In this case, the conduct of the fired drivers came to light during an unrelated investigation at Metrolinx. The HR department was told about the WhatsApp conversations and that they referred to a female co-worker performing sexual favours for career advancement.

The victim had received screenshots of the messages. She reported the allegations to her supervisor but did not file a formal complaint because she didn’t want the matter investigated. That fact does not relieve the employer of its duty, the court said.

Essential truths

This decision underscores a number of essential truths for HR professionals and employers: workplace harassment extends beyond the physical and temporal confines of the workplace itself.

It reiterates that the nature of harassment, especially in the digital age where lines between personal and professional lives blur, demands vigilance and responsiveness from employers, irrespective of the setting in which it occurs.

The five drivers involved in the chat should have, obviously, known their conduct was unwelcome. And as soon as it became known to the victim, it “created a demeaning and offensive work environment that no employee should be compelled to endure,” the court said.

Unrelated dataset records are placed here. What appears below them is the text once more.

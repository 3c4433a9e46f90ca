use std::sync::Arc;

use heroku_applink_client::RequestMethod;
use serde_json::Value;

use super::{data_url, RestApiRequest};
use crate::error::Result;
use crate::fields::BinaryFields;
use crate::parse::{process_records_response, FileDownloader};
use crate::record::RecordQueryResult;

/// `GET /query?q=<soql>`: the first page of a SOQL query.
///
/// Binary fields in the result are fetched through `downloader` while the
/// page is parsed.
pub struct QueryRecordsRestApiRequest<D> {
    soql: String,
    query_string: String,
    downloader: D,
    binary_fields: Arc<BinaryFields>,
}

impl<D: FileDownloader> QueryRecordsRestApiRequest<D> {
    /// Build a query request. Fails only if the SOQL cannot be form-encoded.
    pub fn new(soql: impl Into<String>, downloader: D) -> Result<Self> {
        let soql = soql.into();
        let query_string = serde_urlencoded::to_string([("q", soql.as_str())])?;
        Ok(Self {
            soql,
            query_string,
            downloader,
            binary_fields: Arc::new(BinaryFields::default()),
        })
    }

    /// Replace the set of fields treated as binary.
    pub fn with_binary_fields(mut self, binary_fields: Arc<BinaryFields>) -> Self {
        self.binary_fields = binary_fields;
        self
    }

    pub fn soql(&self) -> &str {
        &self.soql
    }
}

impl<D: FileDownloader> RestApiRequest for QueryRecordsRestApiRequest<D> {
    type Output = RecordQueryResult;

    fn url(&self, org_domain_url: &str, api_version: &str) -> String {
        data_url(
            org_domain_url,
            api_version,
            &format!("query?{}", self.query_string),
        )
    }

    fn http_method(&self) -> RequestMethod {
        RequestMethod::Get
    }

    fn request_body(&self) -> Option<Value> {
        None
    }

    async fn process_response(&self, status: u16, body: Option<Value>) -> Result<RecordQueryResult> {
        process_records_response(status, body, &self.downloader, &self.binary_fields).await
    }
}

/// `GET <nextRecordsUrl>`: a follow-up page of a query.
pub struct QueryNextRecordsRestApiRequest<D> {
    next_records_url: String,
    downloader: D,
    binary_fields: Arc<BinaryFields>,
}

impl<D: FileDownloader> QueryNextRecordsRestApiRequest<D> {
    /// `next_records_url` is the server cursor exactly as returned.
    pub fn new(next_records_url: impl Into<String>, downloader: D) -> Self {
        Self {
            next_records_url: next_records_url.into(),
            downloader,
            binary_fields: Arc::new(BinaryFields::default()),
        }
    }

    pub fn with_binary_fields(mut self, binary_fields: Arc<BinaryFields>) -> Self {
        self.binary_fields = binary_fields;
        self
    }
}

impl<D: FileDownloader> RestApiRequest for QueryNextRecordsRestApiRequest<D> {
    type Output = RecordQueryResult;

    fn url(&self, org_domain_url: &str, _api_version: &str) -> String {
        if self.next_records_url.starts_with("https://")
            || self.next_records_url.starts_with("http://")
        {
            return self.next_records_url.clone();
        }
        format!(
            "{}{}",
            org_domain_url.trim_end_matches('/'),
            self.next_records_url
        )
    }

    fn http_method(&self) -> RequestMethod {
        RequestMethod::Get
    }

    fn request_body(&self) -> Option<Value> {
        None
    }

    async fn process_response(&self, status: u16, body: Option<Value>) -> Result<RecordQueryResult> {
        process_records_response(status, body, &self.downloader, &self.binary_fields).await
    }
}
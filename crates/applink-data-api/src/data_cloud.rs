//! Data Cloud Query API.

use std::collections::BTreeMap;

use chrono::{DateTime, Utc};
use heroku_applink_client::{ClientConfig, HttpTransport, Transport};
use serde::Deserialize;
use serde_json::Value;
use tracing::instrument;

use crate::data_api::execute;
use crate::error::Result;
use crate::requests::{DataCloudNextBatchRequest, DataCloudQueryRequest};

/// Type information for one result column.
#[derive(Debug, Clone, PartialEq, Eq, Deserialize)]
#[serde(rename_all = "camelCase")]
pub struct DataCloudColumn {
    #[serde(rename = "type")]
    pub column_type: String,
    /// Position of the column within each row of `data`.
    pub place_in_order: usize,
    pub type_code: i32,
}

/// One batch of a Data Cloud query.
#[derive(Debug, Clone, PartialEq, Deserialize)]
#[serde(rename_all = "camelCase")]
pub struct DataCloudQueryResult {
    /// Rows, each an array of column values.
    pub data: Vec<Value>,
    pub start_time: DateTime<Utc>,
    pub end_time: DateTime<Utc>,
    pub row_count: u64,
    pub query_id: String,
    #[serde(default)]
    pub next_batch_id: Option<String>,
    pub done: bool,
    #[serde(default)]
    pub metadata: BTreeMap<String, DataCloudColumn>,
}

impl DataCloudQueryResult {
    /// Column names in row order.
    pub fn columns(&self) -> Vec<&str> {
        let mut columns: Vec<(&str, usize)> = self
            .metadata
            .iter()
            .map(|(name, column)| (name.as_str(), column.place_in_order))
            .collect();
        columns.sort_by_key(|(_, place)| *place);
        columns.into_iter().map(|(name, _)| name).collect()
    }

    pub fn has_more(&self) -> bool {
        !self.done && self.next_batch_id.is_some()
    }
}

/// Data Cloud Query API bound to one org and user token.
///
/// Shares its transport with [`DataApi`](crate::DataApi); see
/// [`DataApi::data_cloud_api`](crate::DataApi::data_cloud_api).
#[derive(Clone)]
pub struct DataCloudApi<T = HttpTransport> {
    org_domain_url: String,
    access_token: String,
    transport: T,
}

impl<T> std::fmt::Debug for DataCloudApi<T> {
    fn fmt(&self, f: &mut std::fmt::Formatter<'_>) -> std::fmt::Result {
        f.debug_struct("DataCloudApi")
            .field("org_domain_url", &self.org_domain_url)
            .field("access_token", &"[REDACTED]")
            .finish_non_exhaustive()
    }
}

impl DataCloudApi<HttpTransport> {
    pub fn new(org_domain_url: impl Into<String>, access_token: impl Into<String>) -> Result<Self> {
        Self::with_config(org_domain_url, access_token, ClientConfig::default())
    }

    pub fn with_config(
        org_domain_url: impl Into<String>,
        access_token: impl Into<String>,
        config: ClientConfig,
    ) -> Result<Self> {
        let transport = HttpTransport::new(config)?;
        Ok(Self::with_transport(org_domain_url, access_token, transport))
    }
}

impl<T: Transport> DataCloudApi<T> {
    pub fn with_transport(
        org_domain_url: impl Into<String>,
        access_token: impl Into<String>,
        transport: T,
    ) -> Self {
        Self {
            org_domain_url: org_domain_url.into().trim_end_matches('/').to_string(),
            access_token: access_token.into(),
            transport,
        }
    }

    pub fn org_domain_url(&self) -> &str {
        &self.org_domain_url
    }

    /// Run a SQL query and return its first batch.
    #[instrument(skip(self))]
    pub async fn query(&self, sql: &str) -> Result<DataCloudQueryResult> {
        self.execute(&DataCloudQueryRequest::new(sql)).await
    }

    /// Fetch the batch after `previous`, or `None` once the query is done.
    #[instrument(skip(self, previous), fields(query_id = %previous.query_id))]
    pub async fn next_batch(
        &self,
        previous: &DataCloudQueryResult,
    ) -> Result<Option<DataCloudQueryResult>> {
        match previous.next_batch_id {
            Some(ref next_batch_id) if !previous.done => self
                .execute(&DataCloudNextBatchRequest::new(next_batch_id.as_str()))
                .await
                .map(Some),
            _ => Ok(None),
        }
    }

    async fn execute<R: crate::requests::RestApiRequest>(&self, request: &R) -> Result<R::Output> {
        execute(&self.transport, &self.org_domain_url, "", &self.access_token, request).await
    }
}

#[cfg(test)]
mod tests {
    use super::*;
    use heroku_applink_client::{HttpRequest, HttpResponse, RequestMethod};
    use serde_json::json;
    use std::sync::Mutex;

    #[derive(Default)]
    struct RecordingTransport {
        responses: Mutex<Vec<HttpResponse>>,
        requests: Mutex<Vec<HttpRequest>>,
    }

    impl Transport for RecordingTransport {
        async fn send(&self, request: HttpRequest) -> heroku_applink_client::Result<HttpResponse> {
            self.requests.lock().unwrap().push(request);
            Ok(self.responses.lock().unwrap().remove(0))
        }
    }

    fn batch(done: bool, next_batch_id: Option<&str>) -> serde_json::Value {
        json!({
            "data": [["Acme"]],
            "startTime": "2025-03-04T10:15:30Z",
            "endTime": "2025-03-04T10:15:31Z",
            "rowCount": 1,
            "queryId": "q-1",
            "nextBatchId": next_batch_id,
            "done": done,
            "metadata": {"Name__c": {"type": "VARCHAR", "placeInOrder": 0, "typeCode": 12}}
        })
    }

    #[tokio::test]
    async fn test_query_and_next_batch() {
        let transport = RecordingTransport {
            responses: Mutex::new(vec![
                HttpResponse::json(200, batch(false, Some("batch-2"))),
                HttpResponse::json(200, batch(true, None)),
            ]),
            ..Default::default()
        };
        let api = DataCloudApi::with_transport("https://acme.my.salesforce.com/", "tok", &transport);

        let first = api.query("SELECT Name__c FROM Account_Home__dlm").await.unwrap();
        assert!(first.has_more());

        let second = api.next_batch(&first).await.unwrap().unwrap();
        assert!(second.done);
        assert!(api.next_batch(&second).await.unwrap().is_none());

        let requests = transport.requests.lock().unwrap();
        assert_eq!(requests.len(), 2);
        assert_eq!(requests[0].method, RequestMethod::Post);
        assert_eq!(requests[0].url, "https://acme.my.salesforce.com/api/v2/query");
        assert_eq!(
            requests[0].body,
            Some(json!({"sql": "SELECT Name__c FROM Account_Home__dlm"}))
        );
        assert_eq!(requests[0].header_value("Authorization"), Some("Bearer tok"));
        assert_eq!(requests[1].method, RequestMethod::Get);
        assert_eq!(requests[1].url, "https://acme.my.salesforce.com/api/v2/query/batch-2");
    }

    #[test]
    fn test_debug_redacts_token() {
        let api = DataCloudApi::with_transport("https://acme.my.salesforce.com", "tok-secret", RecordingTransport::default());
        let debug = format!("{:?}", api);
        assert!(debug.contains("[REDACTED]"));
        assert!(!debug.contains("tok-secret"));
    }
}
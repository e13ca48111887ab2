//! # Uncertainty Calculation
//!
//! Parameter standard errors from the Jacobian at the best fit. The covariance
//! is estimated as `scale * inv(JᵀJ)`, where `scale` is 1 for unscaled errors
//! or the reduced chi-square when errors are rescaled to the fit quality.

mod covariance;

pub use covariance::{calculate_covariance, standard_errors, standard_errors_from_covariance};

Legal and moral obligations

The ruling clarifies that employers are legally bound to investigate whenever they become aware of potential harassment, not just when directly approached by a complainant. This stance is not only a legal obligation under statutes like the Occupational Health and Safety Act but also a moral imperative to maintain a respectful and safe work environment.

The reluctance of victims to come forward is a well-known and well-documented barrier in the fight against workplace harassment. The court’s emphasis on this issue serves as a reminder to all leaders that our roles are not merely reactive but fundamentally preventative. Employers must foster an environment where all employees feel supported and secure in reporting any inappropriate behaviour, knowing it will be taken seriously and investigated.

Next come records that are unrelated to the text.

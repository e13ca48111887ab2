//! Process-wide state shared by every request.

use std::sync::Arc;
use tokio_util::sync::CancellationToken;
use tracing::info;

use crate::analysis::{AnalysisRegistry, AnalysisRequest};
use crate::catalog::ModelCatalog;
use crate::config::Config;
use crate::dispatch::Dispatcher;
use crate::engine::EngineRegistry;
use crate::error::{Result, SasFitError};
use crate::normalize::FitResult;

/// Catalog, workflows, dispatcher and configuration, built once at startup.
///
/// Everything here is read-only after construction; clones share the same
/// catalog and run-id allocator.
#[derive(Debug, Clone)]
pub struct Context {
    catalog: Arc<ModelCatalog>,
    analyses: Arc<AnalysisRegistry>,
    dispatcher: Dispatcher,
    config: Config,
}

impl Context {
    /// Built-in catalog, workflows and engines.
    pub fn new(config: Config) -> Self {
        Self::with_parts(
            ModelCatalog::builtin(),
            AnalysisRegistry::builtin(),
            EngineRegistry::builtin(),
            config,
        )
    }

    pub fn with_parts(
        catalog: ModelCatalog,
        analyses: AnalysisRegistry,
        engines: EngineRegistry,
        config: Config,
    ) -> Self {
        let dispatcher = Dispatcher::new(engines, config.runs_dir.clone(), config.run_timeout())
            .with_max_iterations(config.max_iterations);
        info!(
            models = catalog.len(),
            analyses = ?analyses.names(),
            runs_dir = %config.runs_dir.display(),
            "context ready"
        );
        Self {
            catalog: Arc::new(catalog),
            analyses: Arc::new(analyses),
            dispatcher,
            config,
        }
    }

    pub fn catalog(&self) -> &ModelCatalog {
        &self.catalog
    }

    pub fn analyses(&self) -> &AnalysisRegistry {
        &self.analyses
    }

    pub fn dispatcher(&self) -> &Dispatcher {
        &self.dispatcher
    }

    pub fn config(&self) -> &Config {
        &self.config
    }

    /// Run the workflow `name` on JSON arguments.
    ///
    /// The name is checked first, so an unknown workflow never touches the
    /// filesystem.
    pub async fn run_analysis(
        &self,
        name: &str,
        parameters: serde_json::Value,
        cancel: CancellationToken,
    ) -> Result<FitResult> {
        let analysis = self.analyses.get(name)?;
        let request: AnalysisRequest = serde_json::from_value(parameters)
            .map_err(|e| SasFitError::InvalidRequest(format!("bad parameters for {name}: {e}")))?;
        analysis.run(self, request, cancel).await
    }
}
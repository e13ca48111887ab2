//! Benchmarks for composite model evaluation
//!
//! Evaluation dominates fit time, so these track the cost of one model call
//! for plain, structure-factor and polydisperse composites.

use criterion::{black_box, criterion_group, criterion_main, BenchmarkId, Criterion};

use sasfit_rs::catalog::ModelCatalog;
use sasfit_rs::composition::{compose, CompositionSpec, RadiusEffectiveMode};
use sasfit_rs::polydispersity::PdSettings;

fn q_grid(points: usize) -> Vec<f64> {
    (0..points)
        .map(|i| 0.005 * (0.3_f64 / 0.005).powf(i as f64 / (points - 1) as f64))
        .collect()
}

fn bench_form_factors(c: &mut Criterion) {
    let catalog = ModelCatalog::builtin();
    let q = q_grid(200);
    let mut group = c.benchmark_group("form_factor");

    for name in ["sphere", "core_shell_sphere", "cylinder", "ellipsoid"] {
        let model = compose(&catalog, &CompositionSpec::new(name)).unwrap();
        let values = model.values();
        group.bench_with_input(BenchmarkId::from_parameter(name), &q, |b, q| {
            b.iter(|| black_box(model.evaluate(q, &values)))
        });
    }
    group.finish();
}

fn bench_products(c: &mut Criterion) {
    let catalog = ModelCatalog::builtin();
    let q = q_grid(200);
    let mut group = c.benchmark_group("product");

    for structure in ["hardsphere", "stickyhardsphere"] {
        let spec = CompositionSpec {
            structure_factor: Some(structure.to_string()),
            radius_effective_mode: RadiusEffectiveMode::LinkRadius,
            ..CompositionSpec::new("cylinder")
        };
        let model = compose(&catalog, &spec).unwrap();
        let values = model.values();
        group.bench_with_input(BenchmarkId::from_parameter(structure), &q, |b, q| {
            b.iter(|| black_box(model.evaluate(q, &values)))
        });
    }
    group.finish();
}

fn bench_polydispersity(c: &mut Criterion) {
    let catalog = ModelCatalog::builtin();
    let q = q_grid(200);
    let mut group = c.benchmark_group("polydisperse_cylinder");
    group.sample_size(20);

    for pd_n in [11, 35] {
        let mut spec = CompositionSpec::new("cylinder");
        spec.polydispersity.insert(
            "radius".to_string(),
            PdSettings {
                pd_width: 0.1,
                pd_n,
                ..PdSettings::default()
            },
        );
        let model = compose(&catalog, &spec).unwrap();
        let values = model.values();
        group.bench_with_input(BenchmarkId::new("pd_n", pd_n), &q, |b, q| {
            b.iter(|| black_box(model.evaluate(q, &values)))
        });
    }
    group.finish();
}

criterion_group!(benches, bench_form_factors, bench_products, bench_polydispersity);
criterion_main!(benches);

All employees entitled to harassment-free workplaces

Moreover, the decision reinforces the concept that all employees, not just the direct victims of demeaning comments, are entitled to a workplace free from harassment. This broad protective scope is crucial in cultivating an inclusive workplace where the rights and dignity of every employee are upheld.

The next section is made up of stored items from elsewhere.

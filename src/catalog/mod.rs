//! Model catalog.
//!
//! An immutable registry of form-factor and structure-factor descriptors, loaded
//! once at startup and shared read-only across requests.

use serde::{Deserialize, Serialize};
use std::collections::BTreeMap;
use std::sync::Arc;

use crate::error::{Result, SasFitError};
use crate::kernels::{FormFactor, Kernel, StructureFactor};
use crate::parameters::ParameterSet;

mod builtin;

/// Parameters every model carries and the form factor owns in a product.
pub const SHARED_PARAMETERS: [&str; 2] = ["scale", "background"];

/// Name of the structure-factor parameter that can follow the particle size.
pub const RADIUS_EFFECTIVE: &str = "radius_effective";

#[derive(Debug, Clone, Copy, PartialEq, Eq, Hash, Serialize, Deserialize)]
#[serde(rename_all = "snake_case")]
pub enum ModelCategory {
    FormFactor,
    StructureFactor,
}

impl std::fmt::Display for ModelCategory {
    fn fmt(&self, f: &mut std::fmt::Formatter<'_>) -> std::fmt::Result {
        match self {
            ModelCategory::FormFactor => f.write_str("form_factor"),
            ModelCategory::StructureFactor => f.write_str("structure_factor"),
        }
    }
}

/// Static description of a catalog model.
#[derive(Debug, Clone, Serialize)]
pub struct ModelDescriptor {
    pub name: String,
    pub category: ModelCategory,
    pub description: String,
    /// Default parameter specs, shared parameters first
    pub parameters: ParameterSet,
    /// Parameters that accept a size distribution
    pub polydisperse: Vec<String>,
    /// Form-factor parameter an effective radius can be linked to
    #[serde(skip_serializing_if = "Option::is_none")]
    pub size_parameter: Option<String>,
    #[serde(skip)]
    pub kernel: Kernel,
}

impl ModelDescriptor {
    /// Parameters passed to the kernel, in catalog order.
    pub fn kernel_parameters(&self) -> Vec<&str> {
        self.parameters
            .iter()
            .map(|p| p.name.as_str())
            .filter(|name| !SHARED_PARAMETERS.contains(name))
            .collect()
    }

    pub fn is_polydisperse(&self, parameter: &str) -> bool {
        self.polydisperse.iter().any(|p| p == parameter)
    }

    pub fn form_factor(&self) -> Option<&Arc<dyn FormFactor>> {
        match &self.kernel {
            Kernel::Form(kernel) => Some(kernel),
            Kernel::Structure(_) => None,
        }
    }

    pub fn structure_factor(&self) -> Option<&Arc<dyn StructureFactor>> {
        match &self.kernel {
            Kernel::Structure(kernel) => Some(kernel),
            Kernel::Form(_) => None,
        }
    }
}

/// Name, category and description of a catalog entry.
#[derive(Debug, Clone, Serialize)]
pub struct ModelSummary {
    pub name: String,
    pub category: ModelCategory,
    pub description: String,
}

/// Registry of model descriptors keyed by name.
#[derive(Debug, Clone, Default)]
pub struct ModelCatalog {
    models: BTreeMap<String, Arc<ModelDescriptor>>,
}

impl ModelCatalog {
    /// The catalog of models shipped with the crate.
    pub fn builtin() -> Self {
        Self::from_descriptors(builtin::descriptors())
    }

    pub fn from_descriptors(descriptors: Vec<ModelDescriptor>) -> Self {
        let models = descriptors
            .into_iter()
            .map(|d| (d.name.clone(), Arc::new(d)))
            .collect();
        Self { models }
    }

    /// Look up a model by name.
    pub fn get(&self, name: &str) -> Result<Arc<ModelDescriptor>> {
        self.models
            .get(name)
            .cloned()
            .ok_or_else(|| SasFitError::UnknownModel(name.to_string()))
    }

    /// All models sorted by name.
    pub fn list(&self) -> Vec<ModelSummary> {
        self.models
            .values()
            .map(|d| ModelSummary {
                name: d.name.clone(),
                category: d.category,
                description: d.description.clone(),
            })
            .collect()
    }

    pub fn names(&self, category: ModelCategory) -> Vec<&str> {
        self.models
            .values()
            .filter(|d| d.category == category)
            .map(|d| d.name.as_str())
            .collect()
    }

    pub fn len(&self) -> usize {
        self.models.len()
    }

    pub fn is_empty(&self) -> bool {
        self.models.is_empty()
    }

    pub fn iter(&self) -> impl Iterator<Item = &Arc<ModelDescriptor>> {
        self.models.values()
    }
}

The court decided against dismissing the grievances from the drivers outright because, even though the arbitrator’s ruling was fatally flawed, there are other valid issues to be determined — including whether termination was the appropriate penalty in this case.

In the end, this ruling is not just about one case or one set of policies at Metrolinx but about setting a precedent that ensures the safety and dignity of workers across all sectors.

It serves as a potent reminder of the evolving landscape of HR responsibilities, particularly in the realm of employee interactions in both private and public spheres.

This case should serve as a clarion call to all HR professionals: vigilance and proactive governance in harassment issues are not optional but essential to the integrity and health of every workplace.